God knows we need these things and Our Lord tells us to “pray always”. He also taught us the Our Father to help us understand our dependence on Him. Furthermore, we are called to the life of contemplation and mysticism. Daily meditation prepares us for this divine friendship. Daily meditation is the school of sanctity which we must and should desire to attend. Thus, we really become drawn to our daily meditation and find that we cannot get along without it.
The great medieval commentator, Fr. Cornelius de Lapide, in explaining Our Lord’s words to Mary Magdalene’s sister Martha, that Mary has chosen the better part, says the following things about meditation:
Figuratively, this “one thing” is to be acquired by meditation and prayer, for thus men are brought into communion with God. Hence, he who would lead a religious life should seek this one thing only, so as to be thereby drawn into union with the Almighty.
St. Alphonsus de Liguori, Doctor of the Church, also emphasizes how crucial a daily meditation is to spiritual advancement. Here are his words:
But you will ask what are you to do, that you too may be inflamed with the love of Jesus Christ. Imitate David: "In my meditation a fire shall flame out” (Ps. xxxviii). Meditation is the blessed furnace in which the holy fire of divine love is kindled. Make mental prayer every day, meditate on the passion of Jesus Christ, and doubt not but you too shall burn with this blessed flame.

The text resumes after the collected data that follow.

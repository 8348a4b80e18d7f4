//! Resilient wrapper for outbound persistence calls.
//!
//! The actual backend (HTTP, gRPC, whatever the host wires in) lives behind
//! the `PersistenceBackend` trait; this layer owns the retry policy and the
//! error classification. Idempotent operations retry with exponential
//! backoff and jitter; non-idempotent ones retry only when the caller
//! supplies an idempotency key, otherwise they execute at most once.

use crate::error::{ChatError, ChatResult};
use async_trait::async_trait;
use rand::Rng;
use serde::{Deserialize, Serialize};
use serde_json::Value as JsonValue;
use std::sync::Arc;
use std::time::Duration;

#[derive(Debug, Clone, Copy, PartialEq, Eq, Serialize, Deserialize)]
#[serde(rename_all = "snake_case")]
pub enum Operation {
    FetchConversation,
    FetchMessages,
    CreateConversation,
    UpdateConversationStatus,
    CreateMessage,
    UpdateMessage,
    DeleteMessage,
    AddReaction,
    RemoveReaction,
    MarkDelivered,
    MarkRead,
}

impl Operation {
    /// Safe to retry without a caller-supplied idempotency key. Reactions
    /// qualify: adds and removes both have set semantics.
    pub fn is_idempotent(self) -> bool {
        matches!(
            self,
            Operation::FetchConversation
                | Operation::FetchMessages
                | Operation::AddReaction
                | Operation::RemoveReaction
                | Operation::MarkDelivered
                | Operation::MarkRead
        )
    }
}

#[derive(Debug, Clone, Serialize, Deserialize)]
pub struct PersistenceRequest {
    pub operation: Operation,
    pub payload: JsonValue,
    #[serde(skip_serializing_if = "Option::is_none")]
    pub idempotency_key: Option<String>,
}

impl PersistenceRequest {
    pub fn new(operation: Operation, payload: JsonValue) -> Self {
        Self {
            operation,
            payload,
            idempotency_key: None,
        }
    }

    pub fn with_key(mut self, key: impl Into<String>) -> Self {
        self.idempotency_key = Some(key.into());
        self
    }
}

/// Normalized backend failure: `{ message, code? }` plus the transport
/// status. Status 0 stands for a network-level fault (timeout, refused
/// connection) with no response at all.
#[derive(Debug, Clone, Serialize, Deserialize, thiserror::Error)]
#[error("status {status}: {message}")]
pub struct BackendError {
    pub message: String,
    #[serde(skip_serializing_if = "Option::is_none")]
    pub code: Option<String>,
    pub status: u16,
}

impl BackendError {
    pub fn network(message: impl Into<String>) -> Self {
        Self {
            message: message.into(),
            code: None,
            status: 0,
        }
    }

    pub fn http(status: u16, message: impl Into<String>) -> Self {
        Self {
            message: message.into(),
            code: None,
            status,
        }
    }
}

#[async_trait]
pub trait PersistenceBackend: Send + Sync {
    async fn execute(&self, request: &PersistenceRequest) -> Result<JsonValue, BackendError>;
}

/// Backend that accepts everything and persists nothing. For tests and
/// transport-less embedding.
pub struct NoopBackend;

#[async_trait]
impl PersistenceBackend for NoopBackend {
    async fn execute(&self, _request: &PersistenceRequest) -> Result<JsonValue, BackendError> {
        Ok(JsonValue::Null)
    }
}

/// Retry policy with exponential backoff and jitter.
#[derive(Debug, Clone)]
pub struct RetryConfig {
    pub max_retries: u32,
    pub initial_backoff: Duration,
    pub max_backoff: Duration,
    pub backoff_multiplier: f64,
    /// Add random jitter to backoff (plus or minus 30%).
    pub jitter: bool,
}

impl Default for RetryConfig {
    fn default() -> Self {
        Self {
            max_retries: 3,
            initial_backoff: Duration::from_millis(100),
            max_backoff: Duration::from_secs(10),
            backoff_multiplier: 2.0,
            jitter: true,
        }
    }
}

pub struct ApiGatewayClient {
    backend: Arc<dyn PersistenceBackend>,
    retry: RetryConfig,
}

impl ApiGatewayClient {
    pub fn new(backend: Arc<dyn PersistenceBackend>, retry: RetryConfig) -> Self {
        Self { backend, retry }
    }

    pub async fn call(&self, request: PersistenceRequest) -> ChatResult<JsonValue> {
        let retryable_request =
            request.operation.is_idempotent() || request.idempotency_key.is_some();

        let mut attempt = 0u32;
        let mut backoff = self.retry.initial_backoff;

        loop {
            match self.backend.execute(&request).await {
                Ok(value) => return Ok(value),
                Err(cause) => {
                    let classified = classify(&cause);
                    let exhausted = attempt >= self.retry.max_retries;
                    if !retryable_request || !classified.is_retryable() || exhausted {
                        tracing::error!(
                            operation = ?request.operation,
                            status = cause.status,
                            attempts = attempt + 1,
                            "persistence call failed: {}",
                            cause.message
                        );
                        if exhausted && classified.is_retryable() {
                            return Err(ChatError::TransientIo(format!(
                                "retries exhausted after {} attempts: {cause}",
                                attempt + 1
                            )));
                        }
                        return Err(classified);
                    }

                    attempt += 1;
                    let delay = apply_jitter(backoff, self.retry.jitter);
                    tracing::warn!(
                        operation = ?request.operation,
                        attempt,
                        max_retries = self.retry.max_retries,
                        ?delay,
                        "retrying persistence call"
                    );
                    tokio::time::sleep(delay).await;

                    backoff = Duration::from_millis(
                        ((backoff.as_millis() as f64 * self.retry.backoff_multiplier)
                            .min(self.retry.max_backoff.as_millis() as f64))
                            as u64,
                    );
                }
            }
        }
    }
}

/// Maps a normalized backend failure onto the error taxonomy: auth 4xx to
/// PermissionDenied, other 4xx permanent, 5xx and network faults transient.
fn classify(err: &BackendError) -> ChatError {
    match err.status {
        401 | 403 => ChatError::PermissionDenied(err.message.clone()),
        404 => ChatError::NotFound(err.message.clone()),
        400..=499 => ChatError::PermanentIo(err.to_string()),
        _ => ChatError::TransientIo(err.to_string()),
    }
}

fn apply_jitter(base: Duration, jitter: bool) -> Duration {
    if jitter {
        let factor: f64 = rand::rng().random_range(0.7..1.3);
        Duration::from_millis((base.as_millis() as f64 * factor) as u64)
    } else {
        base
    }
}

#[cfg(test)]
mod tests {
    use super::*;
    use serde_json::json;
    use std::sync::atomic::{AtomicU32, Ordering};

    /// Fails the first `failures` calls with the given status, then
    /// succeeds.
    struct FlakyBackend {
        failures: u32,
        status: u16,
        calls: AtomicU32,
    }

    impl FlakyBackend {
        fn new(failures: u32, status: u16) -> Self {
            Self {
                failures,
                status,
                calls: AtomicU32::new(0),
            }
        }
    }

    #[async_trait]
    impl PersistenceBackend for FlakyBackend {
        async fn execute(&self, _request: &PersistenceRequest) -> Result<JsonValue, BackendError> {
            let call = self.calls.fetch_add(1, Ordering::SeqCst);
            if call < self.failures {
                Err(BackendError::http(self.status, "boom"))
            } else {
                Ok(json!({"ok": true}))
            }
        }
    }

    fn fast_retry() -> RetryConfig {
        RetryConfig {
            max_retries: 3,
            initial_backoff: Duration::from_millis(1),
            max_backoff: Duration::from_millis(5),
            jitter: false,
            ..RetryConfig::default()
        }
    }

    #[tokio::test]
    async fn idempotent_operation_retries_transient_failures() {
        let backend = Arc::new(FlakyBackend::new(2, 503));
        let client = ApiGatewayClient::new(backend.clone(), fast_retry());

        let result = client
            .call(PersistenceRequest::new(Operation::MarkRead, json!({})))
            .await
            .unwrap();
        assert_eq!(result, json!({"ok": true}));
        assert_eq!(backend.calls.load(Ordering::SeqCst), 3);
    }

    #[tokio::test]
    async fn non_idempotent_operation_executes_at_most_once() {
        let backend = Arc::new(FlakyBackend::new(1, 503));
        let client = ApiGatewayClient::new(backend.clone(), fast_retry());

        let err = client
            .call(PersistenceRequest::new(
                Operation::UpdateConversationStatus,
                json!({}),
            ))
            .await
            .unwrap_err();
        assert!(err.is_retryable());
        assert_eq!(backend.calls.load(Ordering::SeqCst), 1);
    }

    #[tokio::test]
    async fn idempotency_key_makes_mutation_retryable() {
        let backend = Arc::new(FlakyBackend::new(1, 503));
        let client = ApiGatewayClient::new(backend.clone(), fast_retry());

        client
            .call(
                PersistenceRequest::new(Operation::UpdateConversationStatus, json!({}))
                    .with_key("txn-1"),
            )
            .await
            .unwrap();
        assert_eq!(backend.calls.load(Ordering::SeqCst), 2);
    }

    #[tokio::test]
    async fn permanent_failures_are_never_retried() {
        let backend = Arc::new(FlakyBackend::new(5, 422));
        let client = ApiGatewayClient::new(backend.clone(), fast_retry());

        let err = client
            .call(PersistenceRequest::new(Operation::FetchMessages, json!({})))
            .await
            .unwrap_err();
        assert!(matches!(err, ChatError::PermanentIo(_)));
        assert_eq!(backend.calls.load(Ordering::SeqCst), 1);
    }

    #[tokio::test]
    async fn exhausted_retries_wrap_the_final_cause() {
        let backend = Arc::new(FlakyBackend::new(10, 500));
        let client = ApiGatewayClient::new(backend.clone(), fast_retry());

        let err = client
            .call(PersistenceRequest::new(Operation::FetchMessages, json!({})))
            .await
            .unwrap_err();
        match err {
            ChatError::TransientIo(msg) => {
                assert!(msg.contains("retries exhausted"), "got: {msg}");
                assert!(msg.contains("boom"), "got: {msg}");
            }
            other => panic!("expected TransientIo, got {other:?}"),
        }
        // Initial attempt plus three retries.
        assert_eq!(backend.calls.load(Ordering::SeqCst), 4);
    }

    #[test]
    fn auth_failures_map_to_permission_denied() {
        assert!(matches!(
            classify(&BackendError::http(401, "no token")),
            ChatError::PermissionDenied(_)
        ));
        assert!(matches!(
            classify(&BackendError::http(404, "gone")),
            ChatError::NotFound(_)
        ));
        assert!(matches!(
            classify(&BackendError::network("timed out")),
            ChatError::TransientIo(_)
        ));
    }
}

In these words, Cornelius de Lapide and St. Alphonsus de Liguori are telling us how crucial it is to do meditations, showing us that meditation is how we keep our friendship with Christ going and our love of Christ growing. In fact, meditation is the foundation for the higher life of contemplation which we will study in our next class.
We bring Mary our gratitude poem now, thanking her for allowing us to learn about mental prayer and how it pleases her Son and brings our hearts closer to Him.
Mary, Our Meditation Teacher
O Mary, Mother of our school,
May we make it our daily rule,
To meditate a span of time,
In learning truths, which are sublime.
Mary, may this be our delight,
To draw closer to, Thy Son’s Light,
To please Him with our mental prayer,
And learning things which are so fair!
We thank thee, Mary for these gems,
From which our meditation stems,
Insights given, to help us through,
In trials of life, they are our dew.
Mental prayer is the foundation,
To prepare for contemplation,
Wonderful Mother, she invites,
To start the path up to the heights.
She wants to unite us this way,
With visits to her Son each day,
Thus, blessed union with her Son,
With meditation we’ve begun!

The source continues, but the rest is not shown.